Sinner’s own account after the match was characteristically unadorned. He said he had not felt well that morning, had not slept well, and had started feeling dizzy and low on energy midway through the third set. He tried to conserve something for a fifth set by conceding the fourth. There was nothing left for the fifth. He rejected any suggestion that the heat should serve as an excuse, saying the conditions were “OK to play.” The fault, in his telling, was his alone.
That honesty did not close the question. Agassi, leaning on his own experience of playing best-of-five matches in extreme heat, described in precise terms what he believed adequate preparation required. In the twenty-four hours before a match in hot conditions, he said he consumed ten to twelve litres of water, maintained a four-to-one carbohydrate-to-protein ratio, and forced intake regardless of thirst. “It’s better to have it in you and not need it than to need it and not have it,” he said. He added that his body’s clock for playing in heat was roughly three hours and fifty minutes — and that Sinner had not reached two hours before his body gave out.
What made the argument harder to dismiss was what it rested on. Agassi did not question Sinner’s talent or his fitness in the conventional sense. He was making a narrower and more specific claim: that fitness and heat preparation are not the same thing, and that the gap between them had now cost Sinner at two consecutive major tournaments. The five-and-a-half-hour final against Carlos Alcaraz at Roland Garros last year — where Sinner served for the match and lost in five sets — demonstrated he could sustain that kind of physical punishment when conditions did not work against him. The question Agassi was raising was whether the preparation that made that performance possible was adequate for the heat that defeated him in Melbourne and Paris.
The broader implications are not trivial. Sinner’s exit ended a run of nine successive Grand Slam titles shared between him and Alcaraz, who withdrew from Roland Garros with a wrist injury before the tournament began. With Alcaraz also absent, the door opened for the first new major winner since the 2024 Australian Open. Novak Djokovic, who beat Sinner in Melbourne and last won a major at the 2023 US Open, remained in the draw. The duopoly that had defined men’s tennis for two years was, at least for a fortnight, suspended.

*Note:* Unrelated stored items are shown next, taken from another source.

//
// μDCN MTU Engine Tests
//
// End-to-end tests of the prediction engine across every model type.
//

use rand::rngs::StdRng;
use rand::{Rng, SeedableRng};

use udcn_mtu_engine::ml::decision::DecisionHeuristicModel;
use udcn_mtu_engine::ml::ensemble::EnsembleModel;
use udcn_mtu_engine::ml::linear::LinearRegressionModel;
use udcn_mtu_engine::ml::model::{round_to_100, MtuBounds, MtuPredictionModel, DEFAULT_MTU};
use udcn_mtu_engine::ml::rule_based::RuleBasedModel;
use udcn_mtu_engine::{EngineConfig, FeatureVector, ModelKind, MtuPredictionEngine, NetworkType};

fn engine_with(model: ModelKind) -> MtuPredictionEngine {
    MtuPredictionEngine::new(&EngineConfig { model, ..EngineConfig::default() })
}

fn all_model_kinds() -> Vec<ModelKind> {
    vec![
        ModelKind::RuleBased { base_mtu: 1400 },
        ModelKind::RuleBased { base_mtu: 1500 },
        ModelKind::LinearRegression { artifact: None },
        ModelKind::DecisionHeuristic,
        ModelKind::default(),
    ]
}

fn random_features(rng: &mut StdRng) -> FeatureVector {
    let network_type = match rng.gen_range(0..5) {
        1 => NetworkType::Ethernet,
        2 => NetworkType::WiFi,
        3 => NetworkType::Cellular,
        4 => NetworkType::Satellite,
        _ => NetworkType::Unknown,
    };

    let mut features = FeatureVector::new()
        .with_rtt_ms(rng.gen_range(0.0..2000.0))
        .with_throughput_bps(rng.gen_range(0.0..1e10))
        .with_loss_rate(rng.gen_range(0.0..1.0))
        .with_congestion_window(rng.gen_range(0..1000))
        .with_avg_packet_size(rng.gen_range(0..20_000))
        .with_packet_size_stddev(rng.gen_range(0.0..5000.0))
        .with_network_type(network_type)
        .with_time_of_day(rng.gen_range(0.0..24.0));

    // Drop some fields to exercise sparse input
    if rng.gen_bool(0.3) {
        features.rtt_ms = None;
    }
    if rng.gen_bool(0.3) {
        features.avg_packet_size = None;
    }
    features
}

#[test]
fn test_scenario_fast_ethernet_rule_based() {
    let features = FeatureVector::from_map([
        ("rtt_ms", 10.0),
        ("loss_rate", 0.001),
        ("throughput_bps", 5e8),
        ("avg_packet_size", 1200.0),
        ("network_type", 1.0),
    ]);

    let engine = engine_with(ModelKind::RuleBased { base_mtu: 1500 });
    assert_eq!(engine.predict(&features).mtu, 1700);
}

#[test]
fn test_scenario_poor_cellular_decision_heuristic() {
    let features = FeatureVector::from_map([
        ("rtt_ms", 250.0),
        ("loss_rate", 0.08),
        ("throughput_bps", 1e7),
        ("avg_packet_size", 900.0),
        ("network_type", 3.0),
    ]);

    let engine = engine_with(ModelKind::DecisionHeuristic);
    assert_eq!(engine.predict(&features).mtu, 1000);
}

#[test]
fn test_predictions_stay_in_range() {
    let mut rng = StdRng::seed_from_u64(7);

    for kind in all_model_kinds() {
        let engine = engine_with(kind.clone());
        for _ in 0..300 {
            let features = random_features(&mut rng);
            let mtu = engine.predict(&features).mtu;
            assert!((576..=9000).contains(&mtu), "{} predicted {}", kind, mtu);
        }
    }
}

#[test]
fn test_empty_features_never_fail() {
    for kind in all_model_kinds() {
        let engine = engine_with(kind);
        let mtu = engine.predict(&FeatureVector::new()).mtu;
        assert!((576..=9000).contains(&mtu));
    }
}

#[test]
fn test_extreme_packet_size_never_panics() {
    let from_map = FeatureVector::from_map([("avg_packet_size", 1e20), ("network_type", 1.0)]);
    let from_json: FeatureVector = serde_json::from_str(r#"{"avg_packet_size": 1e20}"#).unwrap();

    for kind in all_model_kinds() {
        let engine = engine_with(kind.clone());
        for features in [&from_map, &from_json] {
            let mtu = engine.predict(features).mtu;
            assert!((576..=9000).contains(&mtu), "{} predicted {}", kind, mtu);
        }
    }

    // Grow branch is capped by the 5% step, not the packet size
    let engine = engine_with(ModelKind::DecisionHeuristic);
    assert_eq!(engine.predict(&from_json).mtu, 1500);
}

#[test]
fn test_heuristics_are_deterministic() {
    let mut rng = StdRng::seed_from_u64(11);
    let rule = RuleBasedModel::new(1500, MtuBounds::default());
    let decision = DecisionHeuristicModel::default();

    for _ in 0..100 {
        let features = random_features(&mut rng);
        assert_eq!(rule.predict(&features).unwrap(), rule.predict(&features).unwrap());
        assert_eq!(decision.predict(&features).unwrap(), decision.predict(&features).unwrap());
    }
}

#[test]
fn test_override_precedence() {
    let mut rng = StdRng::seed_from_u64(3);
    let engine = engine_with(ModelKind::default());

    engine.set_override(Some(1400));
    for _ in 0..50 {
        let prediction = engine.predict(&random_features(&mut rng));
        assert_eq!(prediction.mtu, 1400);
        assert!(prediction.is_override);
        assert!(prediction.raw.is_none());
    }

    engine.set_override(None);
    assert!(!engine.predict(&random_features(&mut rng)).is_override);
}

#[test]
fn test_history_keeps_most_recent_thousand() {
    let engine = engine_with(ModelKind::RuleBased { base_mtu: 1500 });

    for i in 0..1200u64 {
        let features = FeatureVector::new().with_congestion_window(i);
        engine.predict(&features);
    }

    let history = engine.history(None);
    assert_eq!(history.len(), 1000);
    let windows: Vec<u64> = history.iter().map(|r| r.inputs.congestion_window.unwrap()).collect();
    let expected: Vec<u64> = (200..1200).collect();
    assert_eq!(windows, expected);

    let recent = engine.history(Some(5));
    assert_eq!(recent.len(), 5);
    assert_eq!(recent[4].inputs.congestion_window, Some(1199));
}

#[test]
fn test_learning_direction_through_engine() {
    let features = FeatureVector::new()
        .with_rtt_ms(40.0)
        .with_throughput_bps(4_000_000.0)
        .with_loss_rate(0.005)
        .with_avg_packet_size(1100)
        .with_network_type(NetworkType::WiFi);

    let engine = engine_with(ModelKind::LinearRegression { artifact: None });
    let mut previous = engine.predict(&features).mtu;
    for _ in 0..15 {
        engine.update(&features, 2500).unwrap();
        let mtu = engine.predict(&features).mtu;
        assert!(mtu >= previous && mtu <= 2500, "{} after {}", mtu, previous);
        previous = mtu;
    }
    assert!(previous > 1200);
}

#[test]
fn test_ensemble_law() {
    let mut rng = StdRng::seed_from_u64(19);
    let linear = LinearRegressionModel::new(MtuBounds::default());
    let decision = DecisionHeuristicModel::default();

    let samples: Vec<FeatureVector> = (0..50).map(|_| random_features(&mut rng)).collect();
    let expected: Vec<usize> = samples
        .iter()
        .map(|f| {
            let mean = (linear.predict(f).unwrap() + decision.predict(f).unwrap()) as f64 / 2.0;
            round_to_100(mean as usize).clamp(576, 9000)
        })
        .collect();

    let ensemble = EnsembleModel::new(vec![Box::new(linear), Box::new(decision)]);
    for (features, expected) in samples.iter().zip(expected) {
        assert_eq!(ensemble.predict(features).unwrap(), expected);
    }
}

#[test]
fn test_missing_artifact_serves_default() {
    let engine = engine_with(ModelKind::LinearRegression {
        artifact: Some("/nonexistent/mtu_model.json".into()),
    });

    assert!(engine.is_degraded());
    assert_eq!(engine.model_type(), "Degraded");
    let prediction = engine.predict(&FeatureVector::new().with_rtt_ms(10.0));
    assert_eq!(prediction.mtu, DEFAULT_MTU);
    assert!(engine.update(&FeatureVector::new(), 1500).is_ok());
}

#[test]
fn test_export_history_round_trip() {
    let engine = engine_with(ModelKind::RuleBased { base_mtu: 1500 });
    engine.predict(&FeatureVector::new().with_rtt_ms(10.0).with_network_type(NetworkType::WiFi));
    engine.set_override(Some(9000));
    engine.predict(&FeatureVector::new());

    let dir = tempfile::tempdir().unwrap();
    let path = dir.path().join("prediction_log.json");
    assert_eq!(engine.export_history(&path).unwrap(), 2);

    let contents = std::fs::read_to_string(&path).unwrap();
    let exported: Vec<udcn_mtu_engine::PredictionRecord> = serde_json::from_str(&contents).unwrap();
    let history = engine.history(None);
    assert_eq!(exported.len(), history.len());
    for (exported, recorded) in exported.iter().zip(history.iter()) {
        assert_eq!(exported.inputs, recorded.inputs);
        assert_eq!(exported.output.predicted_mtu, recorded.output.predicted_mtu);
        assert_eq!(exported.is_override, recorded.is_override);
    }
    assert_eq!(exported[0].inputs.network_type(), NetworkType::WiFi);
    assert_eq!(exported[1].output.predicted_mtu, 9000);
}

For Sinner, the next major is Wimbledon, which begins June 29. He said after his Paris exit that he would skip the grass-court tune-up tournaments and rest. His ranking remains intact, his season record stands at 37-3 according to the ATP, and he has won three consecutive clay titles. The talent is not in doubt. But Agassi’s assessment left an uncomfortable question hanging over the grass season: if the same conditions arise at a Grand Slam, is anything about the preparation actually different?
Cahill, who has previously coached Lleyton Hewitt and Simona Halep to the world No. 1 ranking and guided Sinner from outside the top ten to the summit of the ATP, has not publicly responded to Agassi’s remarks. The French Open heat crisis exposed a vulnerability that both Paris and Melbourne confirmed. Whether the answer is a change in hydration protocol, a reduction in pre-Slam scheduling, or something the team is still working out is, as of the time of writing, unknown. That gap — between what Agassi suspects and what Sinner’s camp has or hasn’t done — is the thing this tournament left unresolved.